ASSIGNMENT: Each line that includes the word "Groceries" should be copied from the records.

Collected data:
BEGIN

//! CSV report writer
//!
//! Writes the sectioned expense report: a separator hint for spreadsheet
//! apps, the period title and export timestamp, the detailed expense table
//! sorted newest first, the grand total, category and payment-method totals
//! with zero rows omitted, and the highest expense of the period.

use std::fs::File;
use std::io::Write;
use std::path::{Path, PathBuf};

use chrono::{Local, NaiveDateTime};

use crate::error::{SpendlogError, SpendlogResult};
use crate::models::{Expense, LabelRegistry};
use crate::reports::totals;

use super::ReportPeriod;

/// Write a full report for `records` to `writer`
///
/// Fails with an empty-set error, writing nothing, when `records` is empty.
pub fn write_report<W: Write>(
    records: &[Expense],
    period: &ReportPeriod,
    categories: &LabelRegistry,
    payment_methods: &[&str],
    exported_at: NaiveDateTime,
    writer: &mut W,
) -> SpendlogResult<()> {
    if records.is_empty() {
        return Err(SpendlogError::EmptySet(period.label()));
    }

    let total = totals::total(records);
    let category_totals = totals::by_category(records, categories.len());
    let method_totals = totals::by_payment_method(records, payment_methods.len());
    let highest = totals::highest(records)?;

    // Separator hint for spreadsheet apps; must stay unquoted to be honored
    writeln!(writer, "SEP=,").map_err(export_err)?;
    writeln!(writer, "{}", escape_csv(&period.title())).map_err(export_err)?;
    writeln!(
        writer,
        "Exported on: {}",
        exported_at.format("%d-%m-%Y %H:%M:%S")
    )
    .map_err(export_err)?;
    writeln!(writer).map_err(export_err)?;

    // Detailed expenses, newest first
    writeln!(writer, "Detailed Expenses").map_err(export_err)?;
    writeln!(
        writer,
        "Index,Date,Amount,Description,Category,Payment Method,Day of Week,Month,Year"
    )
    .map_err(export_err)?;

    let mut sorted: Vec<&Expense> = records.iter().collect();
    sorted.sort_by(|a, b| b.date.cmp(&a.date));

    for (i, expense) in sorted.iter().enumerate() {
        writeln!(
            writer,
            "{},{},{},{},{},{},{},{},{}",
            i + 1,
            expense.date.format("%d-%m-%Y"),
            expense.amount.to_plain_string(),
            escape_csv(&expense.description),
            escape_csv(&label_or_unknown(categories, expense.category)),
            escape_csv(&method_or_unknown(payment_methods, expense.payment_method)),
            expense.date.format("%A"),
            expense.date.format("%B"),
            expense.date.format("%Y")
        )
        .map_err(export_err)?;
    }

    writeln!(writer).map_err(export_err)?;
    writeln!(writer, "Total Expenses,{}", total.to_plain_string()).map_err(export_err)?;
    writeln!(writer).map_err(export_err)?;

    // Category totals, zero rows omitted
    writeln!(writer, "Category-wise Totals").map_err(export_err)?;
    writeln!(writer, "Category,Total,% of Total").map_err(export_err)?;
    for (i, amount) in category_totals.iter().enumerate() {
        if amount.is_positive() {
            writeln!(
                writer,
                "{},{},{:.2}%",
                escape_csv(&label_or_unknown(categories, i)),
                amount.to_plain_string(),
                totals::percentage(*amount, total)
            )
            .map_err(export_err)?;
        }
    }

    writeln!(writer).map_err(export_err)?;

    // Payment method totals, zero rows omitted
    writeln!(writer, "Payment Method Totals").map_err(export_err)?;
    writeln!(writer, "Payment Method,Total").map_err(export_err)?;
    for (i, amount) in method_totals.iter().enumerate() {
        if amount.is_positive() {
            writeln!(
                writer,
                "{},{}",
                escape_csv(&method_or_unknown(payment_methods, i)),
                amount.to_plain_string()
            )
            .map_err(export_err)?;
        }
    }

    writeln!(writer).map_err(export_err)?;

    writeln!(writer, "Highest Expense").map_err(export_err)?;
    writeln!(writer, "Amount,Description,Category,Payment Method,Date").map_err(export_err)?;
    writeln!(
        writer,
        "{},{},{},{},{}",
        highest.amount.to_plain_string(),
        escape_csv(&highest.description),
        escape_csv(&label_or_unknown(categories, highest.category)),
        escape_csv(&method_or_unknown(payment_methods, highest.payment_method)),
        highest.date.format("%d-%m-%Y")
    )
    .map_err(export_err)?;

    writer.flush().map_err(export_err)?;

    Ok(())
}

/// Write a report file named after the period into `dir`
///
/// The empty-set check runs before the file is created, so a failed export
/// leaves no file behind. Returns the path written.
pub fn export_to_path(
    records: &[Expense],
    period: &ReportPeriod,
    categories: &LabelRegistry,
    payment_methods: &[&str],
    dir: &Path,
) -> SpendlogResult<PathBuf> {
    if records.is_empty() {
        return Err(SpendlogError::EmptySet(period.label()));
    }

    let path = dir.join(period.file_name());
    let mut file = File::create(&path).map_err(|e| {
        SpendlogError::Export(format!("Failed to create {}: {}", path.display(), e))
    })?;

    write_report(
        records,
        period,
        categories,
        payment_methods,
        Local::now().naive_local(),
        &mut file,
    )?;

    log::info!("Wrote report to {}", path.display());
    Ok(path)
}

fn export_err(e: std::io::Error) -> SpendlogError {
    SpendlogError::Export(e.to_string())
}

/// Escape a string for CSV format
fn escape_csv(s: &str) -> String {
    if s.contains(',') || s.contains('"') || s.contains('\n') {
        format!("\"{}\"", s.replace('"', "\"\""))
    } else {
        s.to_string()
    }
}

fn label_or_unknown(categories: &LabelRegistry, index: usize) -> String {
    categories
        .get(index)
        .unwrap_or("Unknown")
        .to_string()
}

fn method_or_unknown(payment_methods: &[&str], index: usize) -> String {
    payment_methods
        .get(index)
        .copied()
        .unwrap_or("Unknown")
        .to_string()
}
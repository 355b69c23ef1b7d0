//! Money type for representing currency amounts
//!
//! Internally stores amounts in cents (i64) to avoid floating-point precision
//! issues. Provides safe arithmetic operations and formatting.

use serde::{Deserialize, Serialize};
use std::fmt;
use std::ops::{Add, AddAssign, Neg, Sub, SubAssign};

/// Represents a monetary amount stored as cents (hundredths of the currency unit)
#[derive(Debug, Clone, Copy, PartialEq, Eq, PartialOrd, Ord, Hash, Serialize, Deserialize)]
#[serde(transparent)]
pub struct Money(i64);

impl Money {
    /// Create a Money amount from cents
    ///
    /// # Examples
    /// ```
    /// use spendlog::models::Money;
    /// let amount = Money::from_cents(1050); // 10.50
    /// ```
    pub const fn from_cents(cents: i64) -> Self {
        Self(cents)
    }

    /// Create a zero Money amount
    pub const fn zero() -> Self {
        Self(0)
    }

    /// Get the amount in cents
    pub const fn cents(&self) -> i64 {
        self.0
    }

    /// Get the whole units portion (truncated toward zero)
    pub const fn units(&self) -> i64 {
        self.0 / 100
    }

    /// Get the cents portion (0-99)
    pub const fn cents_part(&self) -> i64 {
        (self.0 % 100).abs()
    }

    /// Check if the amount is zero
    pub const fn is_zero(&self) -> bool {
        self.0 == 0
    }

    /// Check if the amount is positive
    pub const fn is_positive(&self) -> bool {
        self.0 > 0
    }

    /// Check if the amount is negative
    pub const fn is_negative(&self) -> bool {
        self.0 < 0
    }

    /// Get the absolute value
    pub const fn abs(&self) -> Self {
        Self(self.0.abs())
    }

    /// Format as a plain two-decimal number with no currency symbol,
    /// the form used in reports and CSV exports (e.g. "120.00")
    pub fn to_plain_string(&self) -> String {
        if self.is_negative() {
            format!("-{}.{:02}", self.units().abs(), self.cents_part())
        } else {
            format!("{}.{:02}", self.units(), self.cents_part())
        }
    }

    /// Parse a money amount from a string
    ///
    /// Accepts formats: "10.50", "-10.50", "10", "10.5"
    pub fn parse(s: &str) -> Result<Self, MoneyParseError> {
        let s = s.trim();

        // Handle negative sign at start
        let (negative, s) = if let Some(stripped) = s.strip_prefix('-') {
            (true, stripped)
        } else {
            (false, s)
        };

        // Parse based on format
        let cents = if s.contains('.') {
            // Decimal format: "10.50"
            let parts: Vec<&str> = s.split('.').collect();
            if parts.len() != 2 {
                return Err(MoneyParseError::InvalidFormat(s.to_string()));
            }

            let units: i64 = parts[0]
                .parse()
                .map_err(|_| MoneyParseError::InvalidFormat(s.to_string()))?;

            // Pad or truncate cents to 2 digits
            let cents_str = parts[1];
            let cents: i64 = match cents_str.len() {
                0 => 0,
                1 => {
                    cents_str
                        .parse::<i64>()
                        .map_err(|_| MoneyParseError::InvalidFormat(s.to_string()))?
                        * 10
                }
                _ => cents_str[..2]
                    .parse()
                    .map_err(|_| MoneyParseError::InvalidFormat(s.to_string()))?,
            };

            units * 100 + cents
        } else {
            // Integer format - assume whole units
            s.parse::<i64>()
                .map_err(|_| MoneyParseError::InvalidFormat(s.to_string()))?
                * 100
        };

        Ok(Self(if negative { -cents } else { cents }))
    }
}

impl Default for Money {
    fn default() -> Self {
        Self::zero()
    }
}

impl fmt::Display for Money {
    fn fmt(&self, f: &mut fmt::Formatter<'_>) -> fmt::Result {
        write!(f, "{}", self.to_plain_string())
    }
}

impl Add for Money {
    type Output = Self;

    fn add(self, other: Self) -> Self {
        Self(self.0 + other.0)
    }
}

impl AddAssign for Money {
    fn add_assign(&mut self, other: Self) {
        self.0 += other.0;
    }
}

impl Sub for Money {
    type Output = Self;

    fn sub(self, other: Self) -> Self {
        Self(self.0 - other.0)
    }
}

impl SubAssign for Money {
    fn sub_assign(&mut self, other: Self) {
        self.0 -= other.0;
    }
}

impl Neg for Money {
    type Output = Self;

    fn neg(self) -> Self {
        Self(-self.0)
    }
}

impl std::iter::Sum for Money {
    fn sum<I: Iterator<Item = Self>>(iter: I) -> Self {
        iter.fold(Money::zero(), |acc, m| acc + m)
    }
}

/// Error type for money parsing
#[derive(Debug, Clone, PartialEq, Eq)]
pub enum MoneyParseError {
    InvalidFormat(String),
}

impl fmt::Display for MoneyParseError {
    fn fmt(&self, f: &mut fmt::Formatter<'_>) -> fmt::Result {
        match self {
            MoneyParseError::InvalidFormat(s) => write!(f, "Invalid money format: {}", s),
        }
    }
}

impl std::error::Error for MoneyParseError {}

#[cfg(test)]
mod tests {
    use super::*;

    #[test]
    fn test_from_cents() {
        let m = Money::from_cents(1050);
        assert_eq!(m.cents(), 1050);
        assert_eq!(m.units(), 10);
        assert_eq!(m.cents_part(), 50);
    }

    #[test]
    fn test_display() {
        assert_eq!(format!("{}", Money::from_cents(1050)), "10.50");
        assert_eq!(format!("{}", Money::from_cents(0)), "0.00");
        assert_eq!(format!("{}", Money::from_cents(-1050)), "-10.50");
        assert_eq!(format!("{}", Money::from_cents(5)), "0.05");
    }

    #[test]
    fn test_arithmetic() {
        let a = Money::from_cents(1000);
        let b = Money::from_cents(500);

        assert_eq!((a + b).cents(), 1500);
        assert_eq!((a - b).cents(), 500);
        assert_eq!((-a).cents(), -1000);
    }

    #[test]
    fn test_parse() {
        assert_eq!(Money::parse("10.50").unwrap().cents(), 1050);
        assert_eq!(Money::parse("-10.50").unwrap().cents(), -1050);
        assert_eq!(Money::parse("10").unwrap().cents(), 1000);
        assert_eq!(Money::parse("10.5").unwrap().cents(), 1050);
        assert_eq!(Money::parse("0.05").unwrap().cents(), 5);
        assert!(Money::parse("ten").is_err());
    }

    #[test]
    fn test_is_checks() {
        assert!(Money::zero().is_zero());
        assert!(Money::from_cents(100).is_positive());
        assert!(Money::from_cents(-100).is_negative());
    }

    #[test]
    fn test_sum() {
        let amounts = vec![
            Money::from_cents(100),
            Money::from_cents(200),
            Money::from_cents(300),
        ];
        let total: Money = amounts.into_iter().sum();
        assert_eq!(total.cents(), 600);
    }

    #[test]
    fn test_serialization() {
        let m = Money::from_cents(1050);
        let json = serde_json::to_string(&m).unwrap();
        assert_eq!(json, "1050");

        let deserialized: Money = serde_json::from_str(&json).unwrap();
        assert_eq!(m, deserialized);
    }
}
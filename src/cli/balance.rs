//! Balance CLI commands

use clap::Subcommand;

use crate::display::format_balance_history;
use crate::error::{SpendlogError, SpendlogResult};
use crate::models::AccountKind;
use crate::services::BalanceService;
use crate::storage::Storage;

use super::expense::parse_amount;

/// Balance subcommands
#[derive(Subcommand)]
pub enum BalanceCommands {
    /// Set the current balance for an account
    Set {
        /// Account: bank or cash
        account: AccountKind,
        /// New balance (e.g. "1500" or "1500.75")
        #[arg(allow_hyphen_values = true)]
        amount: String,
    },

    /// Show an account's balance history
    History {
        /// Account: bank or cash
        account: AccountKind,
    },
}

/// Handle a balance command
pub fn handle_balance_command(storage: &Storage, cmd: BalanceCommands) -> SpendlogResult<()> {
    let service = BalanceService::new(storage);

    match cmd {
        BalanceCommands::Set { account, amount } => {
            let amount = parse_amount(&amount)?;
            if amount.is_negative() {
                return Err(SpendlogError::Validation(
                    "Balance cannot be negative".into(),
                ));
            }
            service.update(account, amount)?;
            println!("{} balance updated to {}.", account, amount);
        }

        BalanceCommands::History { account } => {
            let current = service.current(account)?;
            let history = service.history(account)?;
            print!("{}", format_balance_history(account, current, &history));
        }
    }

    Ok(())
}
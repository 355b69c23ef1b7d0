//! Date filters over expense record sets

use chrono::{Datelike, NaiveDateTime};

use crate::models::Expense;

/// Records whose date falls in the given calendar month and year
pub fn by_month(records: &[Expense], month: u32, year: i32) -> Vec<Expense> {
    records
        .iter()
        .filter(|e| e.date.month() == month && e.date.year() == year)
        .cloned()
        .collect()
}

/// Records with date inclusive within `[start, end]`, at second precision
///
/// Callers wanting whole calendar days pass start at 00:00:00 and end at
/// 23:59:59.
pub fn by_date_range(records: &[Expense], start: NaiveDateTime, end: NaiveDateTime) -> Vec<Expense> {
    records
        .iter()
        .filter(|e| e.date >= start && e.date <= end)
        .cloned()
        .collect()
}

#[cfg(test)]
mod tests {
    use super::*;
    use crate::models::Money;
    use chrono::NaiveDate;

    fn expense_on(year: i32, month: u32, day: u32) -> Expense {
        Expense::new(
            Money::from_cents(100),
            format!("{}-{}-{}", year, month, day),
            0,
            0,
            NaiveDate::from_ymd_opt(year, month, day)
                .unwrap()
                .and_hms_opt(12, 0, 0)
                .unwrap(),
        )
    }

    #[test]
    fn test_by_month() {
        let records = vec![
            expense_on(2024, 3, 1),
            expense_on(2024, 3, 31),
            expense_on(2024, 4, 1),
            expense_on(2023, 3, 15),
        ];

        let march = by_month(&records, 3, 2024);
        assert_eq!(march.len(), 2);
        assert!(march.iter().all(|e| e.date.month() == 3 && e.date.year() == 2024));
    }

    #[test]
    fn test_by_date_range_inclusive() {
        let records = vec![
            expense_on(2024, 3, 9),
            expense_on(2024, 3, 10),
            expense_on(2024, 3, 15),
            expense_on(2024, 3, 16),
        ];

        let start = NaiveDate::from_ymd_opt(2024, 3, 10)
            .unwrap()
            .and_hms_opt(0, 0, 0)
            .unwrap();
        let end = NaiveDate::from_ymd_opt(2024, 3, 15)
            .unwrap()
            .and_hms_opt(23, 59, 59)
            .unwrap();

        let filtered = by_date_range(&records, start, end);
        assert_eq!(filtered.len(), 2);
        assert_eq!(filtered[0].description, "2024-3-10");
        assert_eq!(filtered[1].description, "2024-3-15");
    }

    #[test]
    fn test_by_date_range_boundary_seconds() {
        let at = |h: u32, m: u32, s: u32| {
            Expense::new(
                Money::from_cents(100),
                "x",
                0,
                0,
                NaiveDate::from_ymd_opt(2024, 3, 10)
                    .unwrap()
                    .and_hms_opt(h, m, s)
                    .unwrap(),
            )
        };
        let records = vec![at(0, 0, 0), at(23, 59, 59)];

        let start = NaiveDate::from_ymd_opt(2024, 3, 10)
            .unwrap()
            .and_hms_opt(0, 0, 0)
            .unwrap();
        let end = NaiveDate::from_ymd_opt(2024, 3, 10)
            .unwrap()
            .and_hms_opt(23, 59, 59)
            .unwrap();

        assert_eq!(by_date_range(&records, start, end).len(), 2);
    }

    #[test]
    fn test_empty_input() {
        assert!(by_month(&[], 3, 2024).is_empty());
    }
}
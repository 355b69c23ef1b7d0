//! Core data models for spendlog
//!
//! This module contains the data structures of the expense-tracking domain:
//! expense records, balance snapshots, label registries, and the money type.

pub mod balance;
pub mod expense;
pub mod money;
pub mod registry;

pub use balance::{AccountKind, BalanceEntry, MAX_BALANCE_HISTORY};
pub use expense::{Expense, ExpenseUpdate, NewExpense, MAX_DESCRIPTION_LEN};
pub use money::Money;
pub use registry::{default_categories, LabelRegistry, MAX_CATEGORIES, PAYMENT_METHODS};
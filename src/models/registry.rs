//! Label registries for categories and payment methods
//!
//! A registry is a small ordered list of human-readable labels referenced by
//! numeric index from expense records. Category labels are bounded and
//! unique case-insensitively; payment-method labels are a fixed in-process
//! list.

use std::fmt;

/// Maximum number of category labels
pub const MAX_CATEGORIES: usize = 11;

/// The fixed payment-method labels, referenced by index
pub const PAYMENT_METHODS: [&str; 3] = ["Cash", "UPI", "Card"];

/// The default category labels seeded on first use
pub fn default_categories() -> Vec<String> {
    [
        "Food & Groceries",
        "Transport",
        "Utilities",
        "Entertainment",
        "Shopping",
        "Housing",
        "Investment",
        "Healthcare",
        "Education",
        "Banking",
        "Miscellaneous",
    ]
    .iter()
    .map(|s| s.to_string())
    .collect()
}

/// An ordered, bounded set of category labels
#[derive(Debug, Clone, PartialEq, Eq)]
pub struct LabelRegistry {
    labels: Vec<String>,
}

impl LabelRegistry {
    /// Create a registry from existing labels (e.g. loaded from disk)
    pub fn from_labels(labels: Vec<String>) -> Self {
        Self { labels }
    }

    /// Create a registry holding the default category labels
    pub fn with_defaults() -> Self {
        Self {
            labels: default_categories(),
        }
    }

    /// Number of labels in the registry
    pub fn len(&self) -> usize {
        self.labels.len()
    }

    /// Check whether the registry holds no labels
    pub fn is_empty(&self) -> bool {
        self.labels.is_empty()
    }

    /// All labels in registry order
    pub fn labels(&self) -> &[String] {
        &self.labels
    }

    /// Look up a label by index
    pub fn get(&self, index: usize) -> Option<&str> {
        self.labels.get(index).map(String::as_str)
    }

    /// Check whether an index is valid for this registry
    pub fn contains_index(&self, index: usize) -> bool {
        index < self.labels.len()
    }

    /// Check for an existing label, ignoring case
    pub fn contains_ignore_case(&self, label: &str) -> bool {
        let lowered = label.to_lowercase();
        self.labels.iter().any(|l| l.to_lowercase() == lowered)
    }

    /// Append a label, enforcing the size cap and case-insensitive uniqueness
    pub fn push(&mut self, label: impl Into<String>) -> Result<(), RegistryError> {
        let label = label.into();
        let trimmed = label.trim();

        if trimmed.is_empty() {
            return Err(RegistryError::EmptyLabel);
        }
        if self.labels.len() >= MAX_CATEGORIES {
            return Err(RegistryError::Full(MAX_CATEGORIES));
        }
        if self.contains_ignore_case(trimmed) {
            return Err(RegistryError::Duplicate(trimmed.to_string()));
        }

        self.labels.push(trimmed.to_string());
        Ok(())
    }

    /// Replace the contents wholesale with the default labels
    pub fn reset_to_defaults(&mut self) {
        self.labels = default_categories();
    }
}

impl Default for LabelRegistry {
    fn default() -> Self {
        Self::with_defaults()
    }
}

/// Validation errors for registry mutation
#[derive(Debug, Clone, PartialEq, Eq)]
pub enum RegistryError {
    EmptyLabel,
    Full(usize),
    Duplicate(String),
}

impl fmt::Display for RegistryError {
    fn fmt(&self, f: &mut fmt::Formatter<'_>) -> fmt::Result {
        match self {
            Self::EmptyLabel => write!(f, "Label cannot be empty"),
            Self::Full(max) => write!(f, "Registry already holds the maximum of {} labels", max),
            Self::Duplicate(label) => write!(f, "Label already exists: {}", label),
        }
    }
}

impl std::error::Error for RegistryError {}

#[cfg(test)]
mod tests {
    use super::*;

    #[test]
    fn test_defaults() {
        let registry = LabelRegistry::with_defaults();
        assert_eq!(registry.len(), MAX_CATEGORIES);
        assert_eq!(registry.get(0), Some("Food & Groceries"));
        assert_eq!(registry.get(10), Some("Miscellaneous"));
        assert_eq!(registry.get(11), None);
    }

    #[test]
    fn test_push_and_lookup() {
        let mut registry = LabelRegistry::from_labels(vec!["Food".into()]);
        registry.push("Travel").unwrap();

        assert_eq!(registry.len(), 2);
        assert_eq!(registry.get(1), Some("Travel"));
        assert!(registry.contains_index(1));
        assert!(!registry.contains_index(2));
    }

    #[test]
    fn test_push_rejects_duplicate_case_insensitive() {
        let mut registry = LabelRegistry::from_labels(vec!["Food".into()]);
        assert_eq!(
            registry.push("FOOD"),
            Err(RegistryError::Duplicate("FOOD".into()))
        );
        assert_eq!(registry.len(), 1);
    }

    #[test]
    fn test_push_rejects_empty() {
        let mut registry = LabelRegistry::from_labels(vec![]);
        assert_eq!(registry.push("   "), Err(RegistryError::EmptyLabel));
    }

    #[test]
    fn test_push_enforces_cap() {
        let mut registry = LabelRegistry::with_defaults();
        assert_eq!(
            registry.push("One More"),
            Err(RegistryError::Full(MAX_CATEGORIES))
        );
    }

    #[test]
    fn test_reset_to_defaults() {
        let mut registry = LabelRegistry::from_labels(vec!["Only".into()]);
        registry.reset_to_defaults();
        assert_eq!(registry.labels(), default_categories().as_slice());
    }

    #[test]
    fn test_payment_methods_fixed() {
        assert_eq!(PAYMENT_METHODS, ["Cash", "UPI", "Card"]);
    }
}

END

EXERCISE ANSWER:
        "Food & Groceries",
        assert_eq!(registry.get(0), Some("Food & Groceries"));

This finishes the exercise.